You are viewing documentation for an older version (1.1) of Kafka. For up-to-date documentation, see the latest version.

Upgrade Guide

Upgrade Guide and API Changes

Introduction Run Demo App Tutorial: Write App Concepts Architecture Developer Guide Upgrade

If you want to upgrade from 1.0.x to 1.1.0 and you have customized window store implementations on the ReadOnlyWindowStore interface you’d need to update your code to incorporate the newly added public APIs. Otherwise, if you are using Java 7 you don’t need to make any code changes as the public API is fully backward compatible; but if you are using Java 8 method references in your Kafka Streams code you might need to update your code to resolve method ambiguities. Hot-swapping the jar-file only might not work for this case. See below for a complete list of 1.1.0 API and semantic changes that allow you to advance your application and/or simplify your code base.
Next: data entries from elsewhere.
//! # sqlmapper-derive
//!
//! Derive macro for sqlmapper property reflection.
//!
//! `#[derive(Reflect)]` implements `Property` and `Reflect` for a struct with
//! named fields, so statement templates can read and write its fields by
//! property path.
//!
//! ## Example
//!
//! ```rust,ignore
//! use sqlmapper_reflection::Reflect;
//!
//! #[derive(Reflect, Default)]
//! struct User {
//!     id: i64,
//!     #[sqlmapper(rename = "userName")]
//!     name: String,
//!     email: Option<String>,
//! }
//! ```

#![warn(missing_docs)]

use std::collections::HashSet;

use proc_macro::TokenStream;
use proc_macro2::{Span, TokenStream as TokenStream2};
use quote::{ToTokens, format_ident, quote};
use syn::{Data, DeriveInput, Fields, LitStr, parse_macro_input};

/// Derive macro for implementing `Reflect`.
///
/// Every named field becomes a readable and writable property under its
/// field name. Field types must implement `Property`.
///
/// ## Attributes
///
/// - `#[sqlmapper(rename = "name")]` - Expose the field under a different property name
/// - `#[sqlmapper(skip)]` - Do not expose the field
/// - `#[sqlmapper(readonly)]` - Expose the field for reading only
///
/// Generic structs, tuple structs, enums and unions are rejected.
#[proc_macro_derive(Reflect, attributes(sqlmapper))]
pub fn derive_reflect(input: TokenStream) -> TokenStream {
    let input = parse_macro_input!(input as DeriveInput);
    expand(&input)
        .unwrap_or_else(syn::Error::into_compile_error)
        .into()
}

struct FieldSpec {
    ident: syn::Ident,
    name: String,
    type_name: String,
    readonly: bool,
}

fn expand(input: &DeriveInput) -> syn::Result<TokenStream2> {
    let ident = &input.ident;

    if !input.generics.params.is_empty() {
        return Err(syn::Error::new_spanned(
            &input.generics,
            "Reflect cannot be derived for generic types",
        ));
    }

    let fields = match &input.data {
        Data::Struct(data) => match &data.fields {
            Fields::Named(named) => &named.named,
            _ => {
                return Err(syn::Error::new_spanned(
                    ident,
                    "Reflect can only be derived for structs with named fields",
                ));
            }
        },
        Data::Enum(_) | Data::Union(_) => {
            return Err(syn::Error::new_spanned(
                ident,
                "Reflect can only be derived for structs",
            ));
        }
    };

    let mut specs = Vec::with_capacity(fields.len());
    let mut seen = HashSet::new();

    for field in fields {
        let Some(field_ident) = field.ident.clone() else {
            continue;
        };

        let mut rename = None;
        let mut skip = false;
        let mut readonly = false;

        for attr in &field.attrs {
            if !attr.path().is_ident("sqlmapper") {
                continue;
            }
            attr.parse_nested_meta(|meta| {
                if meta.path.is_ident("rename") {
                    let lit: LitStr = meta.value()?.parse()?;
                    if lit.value().is_empty() {
                        return Err(meta.error("property name cannot be empty"));
                    }
                    rename = Some(lit.value());
                    Ok(())
                } else if meta.path.is_ident("skip") {
                    skip = true;
                    Ok(())
                } else if meta.path.is_ident("readonly") {
                    readonly = true;
                    Ok(())
                } else {
                    Err(meta.error("unknown sqlmapper attribute, expected `rename`, `skip` or `readonly`"))
                }
            })?;
        }

        if skip {
            continue;
        }

        let name = rename.unwrap_or_else(|| field_ident.to_string());
        if !seen.insert(name.clone()) {
            return Err(syn::Error::new_spanned(
                &field_ident,
                format!("duplicate property name `{name}`"),
            ));
        }

        specs.push(FieldSpec {
            ident: field_ident,
            name,
            type_name: field.ty.to_token_stream().to_string().replace(' ', ""),
            readonly,
        });
    }

    let type_name = ident.to_string();
    let mut accessors = Vec::with_capacity(specs.len() * 2);
    let mut descriptors = Vec::with_capacity(specs.len());

    for (index, spec) in specs.iter().enumerate() {
        let field = &spec.ident;
        let name = &spec.name;
        let field_type = &spec.type_name;
        let getter = format_ident!("__get_{}", index, span = Span::call_site());

        accessors.push(quote! {
            fn #getter<'a>(
                any: &'a (dyn ::core::any::Any + 'static),
            ) -> ::core::option::Option<&'a dyn ::sqlmapper_reflection::Property> {
                any.downcast_ref::<#ident>()
                    .map(|this| &this.#field as &dyn ::sqlmapper_reflection::Property)
            }
        });

        let get_mut = if spec.readonly {
            quote! { ::core::option::Option::None }
        } else {
            let setter = format_ident!("__get_mut_{}", index, span = Span::call_site());
            accessors.push(quote! {
                fn #setter<'a>(
                    any: &'a mut (dyn ::core::any::Any + 'static),
                ) -> ::core::option::Option<&'a mut dyn ::sqlmapper_reflection::Property> {
                    any.downcast_mut::<#ident>()
                        .map(|this| &mut this.#field as &mut dyn ::sqlmapper_reflection::Property)
                }
            });
            quote! {
                ::core::option::Option::Some(#setter as ::sqlmapper_reflection::GetterMut)
            }
        };

        descriptors.push(quote! {
            ::sqlmapper_reflection::PropertyDescriptor {
                name: #name,
                type_name: #field_type,
                get: ::core::option::Option::Some(#getter as ::sqlmapper_reflection::Getter),
                get_mut: #get_mut,
            }
        });
    }

    Ok(quote! {
        impl ::sqlmapper_reflection::Property for #ident {
            fn type_name(&self) -> &'static str {
                #type_name
            }

            fn node(&self) -> ::sqlmapper_reflection::Node<'_> {
                ::sqlmapper_reflection::Node::Object(self)
            }

            fn node_mut(&mut self) -> ::sqlmapper_reflection::NodeMut<'_> {
                ::sqlmapper_reflection::NodeMut::Object(self)
            }

            fn assign(
                &mut self,
                value: ::sqlmapper_reflection::Value,
            ) -> ::core::result::Result<(), ::sqlmapper_reflection::ReflectionError> {
                ::sqlmapper_reflection::reflector::assign_object(self, value)
            }
        }

        impl ::sqlmapper_reflection::Reflect for #ident {
            fn descriptor() -> ::sqlmapper_reflection::ClassDescriptor {
                #(#accessors)*

                ::sqlmapper_reflection::ClassDescriptor {
                    type_name: #type_name,
                    properties: ::std::vec![#(#descriptors),*],
                }
            }

            fn reflector(&self) -> ::std::sync::Arc<::sqlmapper_reflection::Reflector> {
                ::sqlmapper_reflection::ReflectorFactory::global().find_for::<Self>()
            }

            fn as_any(&self) -> &(dyn ::core::any::Any + 'static) {
                self
            }

            fn as_any_mut(&mut self) -> &mut (dyn ::core::any::Any + 'static) {
                self
            }

            fn as_property(&self) -> &dyn ::sqlmapper_reflection::Property {
                self
            }

            fn as_property_mut(&mut self) -> &mut dyn ::sqlmapper_reflection::Property {
                self
            }
        }
    })
}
If you want to upgrade from 0.11.0.x to 1.0.0 you don’t need to make any code changes as the public API is fully backward compatible. However, some public APIs were deprecated and thus it is recommended to update your code eventually to allow for future upgrades. See below for a complete list of 1.0.0 API and semantic changes that allow you to advance your application and/or simplify your code base.

If you want to upgrade from 0.10.2.x to 0.11.0 you don’t need to make any code changes as the public API is fully backward compatible. However, some configuration parameters were deprecated and thus it is recommended to update your code eventually to allow for future upgrades. See below for a complete list of 0.11.0 API and semantic changes that allow you to advance your application and/or simplify your code base.

If you want to upgrade from 0.10.1.x to 0.10.2, see the Upgrade Section for 0.10.2. It highlights incompatible changes you need to consider to upgrade your code and application. See below for a complete list of 0.10.2 API and semantic changes that allow you to advance your application and/or simplify your code base.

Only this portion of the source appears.